══ MATERIAL TO PROCESS

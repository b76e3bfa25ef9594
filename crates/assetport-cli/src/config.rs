//! Configuration loading and types

use std::path::{Path, PathBuf};
use std::time::Duration;

use assetport_client::http::{DEFAULT_SERVER_URL, DEFAULT_TIMEOUT};
use assetport_client::{Credentials, HttpClient};
use eyre::{WrapErr, eyre};
use serde::{Deserialize, Serialize};

/// Settings for talking to the console
#[derive(Debug, Clone, PartialEq, Serialize, Deserialize)]
#[serde(default)]
pub struct Config {
    /// Console base URL
    pub server_url: String,
    /// Account API key (`CT...`)
    pub account_key: Option<String>,
    /// Organization API key (`OT...`)
    pub org_key: Option<String>,
    /// Pre-issued bearer token
    pub token: Option<String>,
    /// Request timeout in seconds
    pub timeout_secs: u64,
    /// Verify the server's TLS certificate
    pub validate_certificate: bool,
    /// Log level (trace, debug, info, warn, error)
    pub log_level: String,

    /// File the settings were read from
    #[serde(skip)]
    pub source: Option<PathBuf>,
}

impl Default for Config {
    fn default() -> Self {
        Self {
            server_url: DEFAULT_SERVER_URL.to_string(),
            account_key: None,
            org_key: None,
            token: None,
            timeout_secs: DEFAULT_TIMEOUT.as_secs(),
            validate_certificate: true,
            log_level: "warn".to_string(),
            source: None,
        }
    }
}

impl Config {
    /// Load configuration from file
    ///
    /// # Errors
    /// Returns error if file cannot be read or parsed
    pub fn load(path: &Path) -> eyre::Result<Self> {
        let content = std::fs::read_to_string(path)
            .wrap_err_with(|| format!("failed to read config {}", path.display()))?;
        let mut config: Config = toml::from_str(&content)
            .wrap_err_with(|| format!("invalid config {}", path.display()))?;
        config.source = Some(path.to_path_buf());
        Ok(config)
    }

    /// Load the explicit path if given, else the first file found in the
    /// default locations, else defaults; then apply environment overrides
    ///
    /// # Errors
    /// Returns error if a config file exists but cannot be read or parsed
    pub fn load_default(explicit: Option<&Path>) -> eyre::Result<Self> {
        let config = match explicit {
            Some(path) => Self::load(path)?,
            None => Self::load_first(&default_paths())?,
        };
        Ok(config.with_env(|key| std::env::var(key).ok()))
    }

    fn load_first(paths: &[PathBuf]) -> eyre::Result<Self> {
        match paths.iter().find(|path| path.is_file()) {
            Some(path) => Self::load(path),
            None => Ok(Self::default()),
        }
    }

    /// Override keys from `ASSETPORT_ACCOUNT_KEY` and `ASSETPORT_ORG_KEY`
    #[must_use]
    pub fn with_env(mut self, lookup: impl Fn(&str) -> Option<String>) -> Self {
        let lookup = |key: &str| lookup(key).filter(|v| !v.trim().is_empty());
        if let Some(key) = lookup("ASSETPORT_ACCOUNT_KEY") {
            self.account_key = Some(key);
        }
        if let Some(key) = lookup("ASSETPORT_ORG_KEY") {
            self.org_key = Some(key);
        }
        self
    }

    /// Credential to authenticate with: organization key, then account key,
    /// then bearer token
    ///
    /// # Errors
    /// Returns error if none is configured
    pub fn credentials(&self) -> eyre::Result<Credentials> {
        let present = |v: &Option<String>| v.clone().filter(|v| !v.trim().is_empty());
        present(&self.org_key)
            .map(Credentials::OrgKey)
            .or_else(|| present(&self.account_key).map(Credentials::AccountKey))
            .or_else(|| present(&self.token).map(Credentials::Bearer))
            .ok_or_else(|| {
                eyre!(
                    "no API credentials configured; \
                     set org_key in the config file or ASSETPORT_ORG_KEY"
                )
            })
    }

    /// Account-level credential, required for custom integration management
    ///
    /// # Errors
    /// Returns error if no account key or token is configured
    pub fn account_credentials(&self) -> eyre::Result<Credentials> {
        let present = |v: &Option<String>| v.clone().filter(|v| !v.trim().is_empty());
        present(&self.account_key)
            .map(Credentials::AccountKey)
            .or_else(|| present(&self.token).map(Credentials::Bearer))
            .ok_or_else(|| {
                eyre!(
                    "an account key is required; \
                     set account_key in the config file or ASSETPORT_ACCOUNT_KEY"
                )
            })
    }

    /// Build an HTTP client from these settings
    ///
    /// # Errors
    /// Returns error if the server URL or timeout is invalid
    pub fn http_client(&self, credentials: Credentials) -> eyre::Result<HttpClient> {
        let client = HttpClient::builder(credentials)
            .server_url(&self.server_url)
            .timeout(Duration::from_secs(self.timeout_secs))
            .validate_certificate(self.validate_certificate)
            .build()?;
        Ok(client)
    }
}

fn default_paths() -> Vec<PathBuf> {
    let mut paths = vec![PathBuf::from("assetport.toml")];
    if let Some(dir) = dirs::config_dir() {
        paths.push(dir.join("assetport/assetport.toml"));
    }
    paths
}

════

TASK DETAILS:
Please give the number of lines in the data where "PathBuf" appears, without any other words.

RESPONSE:
5